Word for word, retype the lines from the one containing "fn try_from(cfg: CfgProvider)" to the last line of the data below, both ends included.

_ _ _

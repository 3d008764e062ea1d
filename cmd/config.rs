use std::fs::File;
use std::io::BufReader;
use std::path::Path;
use std::time::Duration;

use serde::Deserialize;

use unifi_dns::error::Error;
use unifi_dns::error::Result;
use unifi_dns::provider::Auth;
use unifi_dns::provider::UnifiCfg;
use unifi_dns::reconciler::ReconcilerCfg;
use unifi_dns::record::ZoneName;

////////////////////////////////////////////////////////////
// Parameters
////////////////////////////////////////////////////////////
#[derive(Debug, Clone, Deserialize)]
pub struct CfgParam {
    pub name: String,
    pub value: String,
}

#[derive(Debug, Clone, Deserialize, Default)]
pub struct CfgParamList(Vec<CfgParam>);

impl CfgParamList {
    pub fn iter(&self) -> impl Iterator<Item = &CfgParam> {
        self.0.iter()
    }
}

impl From<Vec<CfgParam>> for CfgParamList {
    fn from(params: Vec<CfgParam>) -> Self {
        Self(params)
    }
}

////////////////////////////////////////////////////////////
// Provider
////////////////////////////////////////////////////////////
#[derive(Debug, Clone, Deserialize)]
pub struct CfgProviderAuthentication {
    pub method: String,
    pub params: CfgParamList,
}

impl CfgProviderAuthentication {
    pub fn api_key(key: String) -> Self {
        Self {
            method: "api_key".to_string(),
            params: vec![CfgParam {
                name: "api_key".to_string(),
                value: key,
            }]
            .into(),
        }
    }

    pub fn get_value_ref(&self, key: &str) -> Option<&str> {
        self.params
            .iter()
            .find(|p| p.name == key)
            .map(|p| p.value.as_str())
    }
}

impl TryFrom<CfgProviderAuthentication> for Auth {
    type Error = Error;

    fn try_from(cfg: CfgProviderAuthentication) -> Result<Self> {
        if cfg.method == "api_key" {
            let key = cfg.get_value_ref("api_key").ok_or(Error::ConfigError(
                "unifi authentication method is declared as api_key, but api_key is not found"
                    .to_string(),
            ))?;
            Ok(Auth::ApiKey(key.to_string()))
        } else {
            Err(Error::ConfigError(format!(
                "{}: unsupported authentication method for unifi provider",
                cfg.method
            )))
        }
    }
}

fn unifi() -> String {
    "unifi".to_string()
}

#[derive(Debug, Clone, Deserialize)]
pub struct CfgProvider {
    #[serde(default = "unifi")]
    pub r#type: String,

    #[serde(default)]
    pub base_url: Option<String>,

    #[serde(default)]
    pub site_id: Option<String>,

    #[serde(default)]
    pub authentication: Option<CfgProviderAuthentication>,

    #[serde(default)]
    pub insecure_tls: bool,

    /// Request timeout in seconds
    #[serde(default)]
    pub timeout: Option<u64>,

    #[serde(default)]
    pub retries: Option<u32>,
}

impl Default for CfgProvider {
    fn default() -> Self {
        Self {
            r#type: unifi(),
            base_url: None,
            site_id: None,
            authentication: None,
            insecure_tls: false,
            timeout: None,
            retries: None,
        }
    }
}

impl TryFrom<CfgProvider> for UnifiCfg {
    type Error = Error;

    fn try_from(cfg: CfgProvider) -> Result<Self> {
        if cfg.r#type != "unifi" {
            return Err(Error::ConfigError(format!(
                "{}: unsupported provider type",
                cfg.r#type
            )));
        }

        let base_url = cfg.base_url.ok_or(Error::ConfigError(
            "base url is not set (--base-url, UNIFI_BASE_URL or provider.base_url)".to_string(),
        ))?;
        let site_id = cfg.site_id.ok_or(Error::ConfigError(
            "site id is not set (--site-id, UNIFI_SITE_ID or provider.site_id)".to_string(),
        ))?;
        let auth: Auth = cfg
            .authentication
            .ok_or(Error::ConfigError(
                "api key is not set (--api-key, UNIFI_API_KEY or provider.authentication)"
                    .to_string(),
            ))?
            .try_into()?;

        let mut unifi = UnifiCfg::new(base_url, site_id, auth);
        unifi.insecure_tls = cfg.insecure_tls;
        if let Some(secs) = cfg.timeout {
            unifi.timeout = Some(Duration::from_secs(secs));
        }
        if let Some(retries) = cfg.retries {
            unifi.retries = retries;
        }

        Ok(unifi)
    }
}

////////////////////////////////////////////////////////////
// Yaml parser
////////////////////////////////////////////////////////////
#[derive(Debug, Clone, Deserialize, Default)]
pub struct Cfg {
    #[serde(default)]
    pub zone: Option<ZoneName>,

    #[serde(default)]
    pub provider: Option<CfgProvider>,

    #[serde(default)]
    pub reconciler: ReconcilerCfg,
}

pub struct Parser;

impl Parser {
    pub fn parse_yaml<P: AsRef<Path>>(path: P) -> Result<Cfg> {
        let reader = Self::file_reader(path)?;
        let config: Cfg = serde_yaml::from_reader(reader)?;
        Ok(config)
    }

    fn file_reader<P: AsRef<Path>>(path: P) -> Result<BufReader<File>> {
        let f = std::fs::File::open(path)?;
        Ok(BufReader::new(f))
    }
}

////////////////////////////////////////////////////////////
// Unit test
////////////////////////////////////////////////////////////
#[cfg(test)]
#[path = "config_test.rs"]
mod test;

_ _ _

**Result for this exercise**
    fn try_from(cfg: CfgProvider) -> Result<Self> {
        if cfg.r#type != "unifi" {
            return Err(Error::ConfigError(format!(
                "{}: unsupported provider type",
                cfg.r#type
            )));
        }

        let base_url = cfg.base_url.ok_or(Error::ConfigError(
            "base url is not set (--base-url, UNIFI_BASE_URL or provider.base_url)".to_string(),
        ))?;
        let site_id = cfg.site_id.ok_or(Error::ConfigError(
            "site id is not set (--site-id, UNIFI_SITE_ID or provider.site_id)".to_string(),
        ))?;
        let auth: Auth = cfg
            .authentication
            .ok_or(Error::ConfigError(
                "api key is not set (--api-key, UNIFI_API_KEY or provider.authentication)"
                    .to_string(),
            ))?
            .try_into()?;

        let mut unifi = UnifiCfg::new(base_url, site_id, auth);
        unifi.insecure_tls = cfg.insecure_tls;
        if let Some(secs) = cfg.timeout {
            unifi.timeout = Some(Duration::from_secs(secs));
        }
        if let Some(retries) = cfg.retries {
            unifi.retries = retries;
        }

        Ok(unifi)
    }
}

////////////////////////////////////////////////////////////
// Yaml parser
////////////////////////////////////////////////////////////
#[derive(Debug, Clone, Deserialize, Default)]
pub struct Cfg {
    #[serde(default)]
    pub zone: Option<ZoneName>,

    #[serde(default)]
    pub provider: Option<CfgProvider>,

    #[serde(default)]
    pub reconciler: ReconcilerCfg,
}

pub struct Parser;

impl Parser {
    pub fn parse_yaml<P: AsRef<Path>>(path: P) -> Result<Cfg> {
        let reader = Self::file_reader(path)?;
        let config: Cfg = serde_yaml::from_reader(reader)?;
        Ok(config)
    }

    fn file_reader<P: AsRef<Path>>(path: P) -> Result<BufReader<File>> {
        let f = std::fs::File::open(path)?;
        Ok(BufReader::new(f))
    }
}

////////////////////////////////////////////////////////////
// Unit test
////////////////////////////////////////////////////////////
#[cfg(test)]
#[path = "config_test.rs"]
mod test;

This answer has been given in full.